07-06-2023 07:24 AM
Hi,
Quite excited to see the new release of databricks-connect, I started writing unit tests running pyspark on a databricks cluster using databricks-connect.
After some successful basic unit tests, I tested just more chained transformations on a dataframe including some forward fills, simple arithmetics, linear regressions slopes calculations via pandas udf. Nothing fancy. Then when running a test, I got the following error:
E pyspark.errors.exceptions.connect.SparkConnectGrpcException: <_MultiThreadedRendezvous of RPC that terminated with:
E status = StatusCode.UNKNOWN
E details = ""
E debug_error_string = "UNKNOWN:Error received from peer {grpc_message:"", grpc_status:2, created_time:"2023-07-06T13:29:00.033340701+00:00"}"
I do not get this error when I remove one simple column (a constant literal), and I do not get this error either if I run the same code on Databricks directly.
The error seems to point to grpc and a limitation of databricks-connect. Has anyone encountered this, and is there a place where we can check what current limitations of databricks-connect are?
07-06-2023 07:56 AM
Often times just writing a question helps resolve it.

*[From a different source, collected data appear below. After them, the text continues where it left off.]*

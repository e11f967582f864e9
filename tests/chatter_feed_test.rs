//! Behavior of the chatter polling feed against an in-memory source,
//! including the poll/send race and teardown guarantees.

use async_trait::async_trait;
use chrono::{DateTime, Utc};
use std::sync::atomic::{AtomicBool, AtomicUsize, Ordering};
use std::sync::Arc;
use std::time::Duration;
use tokio::sync::Mutex;
use uuid::Uuid;

use crmserver::chatter::{ChatterError, ChatterFeed, ChatterMessage, ChatterSource};

struct MockSource {
    messages: Mutex<Vec<ChatterMessage>>,
    poll_calls: AtomicUsize,
    fail_polls: AtomicBool,
    /// When set, `fetch_since` ignores the watermark and returns the whole
    /// thread, simulating a poll racing a send.
    return_everything: AtomicBool,
}

impl MockSource {
    fn new() -> Self {
        Self {
            messages: Mutex::new(Vec::new()),
            poll_calls: AtomicUsize::new(0),
            fail_polls: AtomicBool::new(false),
            return_everything: AtomicBool::new(false),
        }
    }

    async fn seed(&self, lead_id: Uuid, body: &str) -> ChatterMessage {
        let message = ChatterMessage {
            id: Uuid::new_v4(),
            lead_id,
            author_id: Uuid::new_v4(),
            body: body.to_string(),
            created_at: Utc::now(),
        };
        self.messages.lock().await.push(message.clone());
        message
    }
}

#[async_trait]
impl ChatterSource for MockSource {
    async fn fetch_history(&self, lead_id: Uuid) -> Result<Vec<ChatterMessage>, ChatterError> {
        Ok(self
            .messages
            .lock()
            .await
            .iter()
            .filter(|m| m.lead_id == lead_id)
            .cloned()
            .collect())
    }

    async fn fetch_since(
        &self,
        lead_id: Uuid,
        after: DateTime<Utc>,
    ) -> Result<Vec<ChatterMessage>, ChatterError> {
        self.poll_calls.fetch_add(1, Ordering::SeqCst);
        if self.fail_polls.load(Ordering::SeqCst) {
            return Err(ChatterError::Database("connection reset".to_string()));
        }
        let everything = self.return_everything.load(Ordering::SeqCst);
        Ok(self
            .messages
            .lock()
            .await
            .iter()
            .filter(|m| m.lead_id == lead_id && (everything || m.created_at > after))
            .cloned()
            .collect())
    }

    async fn insert(
        &self,
        lead_id: Uuid,
        author_id: Uuid,
        body: &str,
    ) -> Result<ChatterMessage, ChatterError> {
        let message = ChatterMessage {
            id: Uuid::new_v4(),
            lead_id,
            author_id,
            body: body.to_string(),
            created_at: Utc::now(),
        };
        self.messages.lock().await.push(message.clone());
        Ok(message)
    }
}

const FAST_POLL: Duration = Duration::from_millis(10);

#[tokio::test]
async fn test_feed_loads_history_and_merges_new_messages() {
    let source = Arc::new(MockSource::new());
    let lead_id = Uuid::new_v4();
    source.seed(lead_id, "first").await;

    let feed = ChatterFeed::start(source.clone(), lead_id, FAST_POLL)
        .await
        .unwrap();
    assert_eq!(feed.messages().await.len(), 1);

    source.seed(lead_id, "second").await;
    tokio::time::sleep(Duration::from_millis(100)).await;

    let messages = feed.messages().await;
    assert_eq!(messages.len(), 2);
    assert_eq!(messages[1].body, "second");
}

#[tokio::test]
async fn test_send_racing_a_poll_never_duplicates() {
    let source = Arc::new(MockSource::new());
    let lead_id = Uuid::new_v4();
    source.seed(lead_id, "first").await;
    // Worst case: every poll re-returns the entire thread.
    source.return_everything.store(true, Ordering::SeqCst);

    let feed = ChatterFeed::start(source.clone(), lead_id, FAST_POLL)
        .await
        .unwrap();
    let sent = feed.send(Uuid::new_v4(), "from me").await.unwrap();
    tokio::time::sleep(Duration::from_millis(100)).await;

    let messages = feed.messages().await;
    assert_eq!(messages.len(), 2, "sent message must appear exactly once");
    let occurrences = messages.iter().filter(|m| m.id == sent.id).count();
    assert_eq!(occurrences, 1);
}

#[tokio::test]
async fn test_stop_halts_polling() {
    let source = Arc::new(MockSource::new());
    let lead_id = Uuid::new_v4();
    source.seed(lead_id, "first").await;

    let feed = ChatterFeed::start(source.clone(), lead_id, FAST_POLL)
        .await
        .unwrap();
    tokio::time::sleep(Duration::from_millis(50)).await;
    assert!(source.poll_calls.load(Ordering::SeqCst) > 0);

    feed.stop();
    assert!(feed.is_stopped());
    tokio::time::sleep(Duration::from_millis(30)).await;
    let after_stop = source.poll_calls.load(Ordering::SeqCst);
    tokio::time::sleep(Duration::from_millis(100)).await;
    assert_eq!(
        source.poll_calls.load(Ordering::SeqCst),
        after_stop,
        "no polls may happen after stop"
    );
}

#[tokio::test]
async fn test_dropping_the_feed_stops_polling() {
    let source = Arc::new(MockSource::new());
    let lead_id = Uuid::new_v4();
    source.seed(lead_id, "first").await;

    let feed = ChatterFeed::start(source.clone(), lead_id, FAST_POLL)
        .await
        .unwrap();
    tokio::time::sleep(Duration::from_millis(50)).await;
    drop(feed);

    tokio::time::sleep(Duration::from_millis(30)).await;
    let after_drop = source.poll_calls.load(Ordering::SeqCst);
    tokio::time::sleep(Duration::from_millis(100)).await;
    assert_eq!(source.poll_calls.load(Ordering::SeqCst), after_drop);
}

#[tokio::test]
async fn test_poll_failures_are_retried_silently() {
    let source = Arc::new(MockSource::new());
    let lead_id = Uuid::new_v4();
    source.seed(lead_id, "first").await;
    source.fail_polls.store(true, Ordering::SeqCst);

    let feed = ChatterFeed::start(source.clone(), lead_id, FAST_POLL)
        .await
        .unwrap();
    tokio::time::sleep(Duration::from_millis(80)).await;
    assert!(
        source.poll_calls.load(Ordering::SeqCst) > 2,
        "failed polls must keep the loop running"
    );

    // Recovery: once the source heals, new messages flow again.
    source.fail_polls.store(false, Ordering::SeqCst);
    source.seed(lead_id, "after outage").await;
    tokio::time::sleep(Duration::from_millis(100)).await;

    let messages = feed.messages().await;
    assert_eq!(messages.len(), 2);
    assert_eq!(messages[1].body, "after outage");
}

For anyone facing issues with databricks-connect that don't show up using databricks directly, here is a list of limitations (rtfm to me):
https://learn.microsoft.com/en-us/azure/databricks/dev-tools/databricks-connect#limitations
And in particular watch for the size of the dataframe. databricks-connect doesn't support dataframes larger than 128 MB, which is not much. Hopefully next releases will allow larger dataframes.
Hope this helps!
07-06-2023 08:56 AM
Well my bad, I thought this was the issue, but eventually I reduced the number of rows so that the size became less than 1 MB, and it still failed with the same error, so I still don't know why this fails with databricks-connect, and I have checked that all used spark functions support spark connect.
So if anyone has any idea, thanks for sharing.
08-14-2023 03:30 AM
To add a bit more here I don't even this that the 128MB limit is really a limit. You can set "spark.connect.grpc.maxInboundMessageSize" to a larger value and also override the default limit on the client side by using a custom gRPC ChannelBuilder.
09-14-2023 12:27 AM
Hey @jrand , can you shine some light as to where and how you set this setting?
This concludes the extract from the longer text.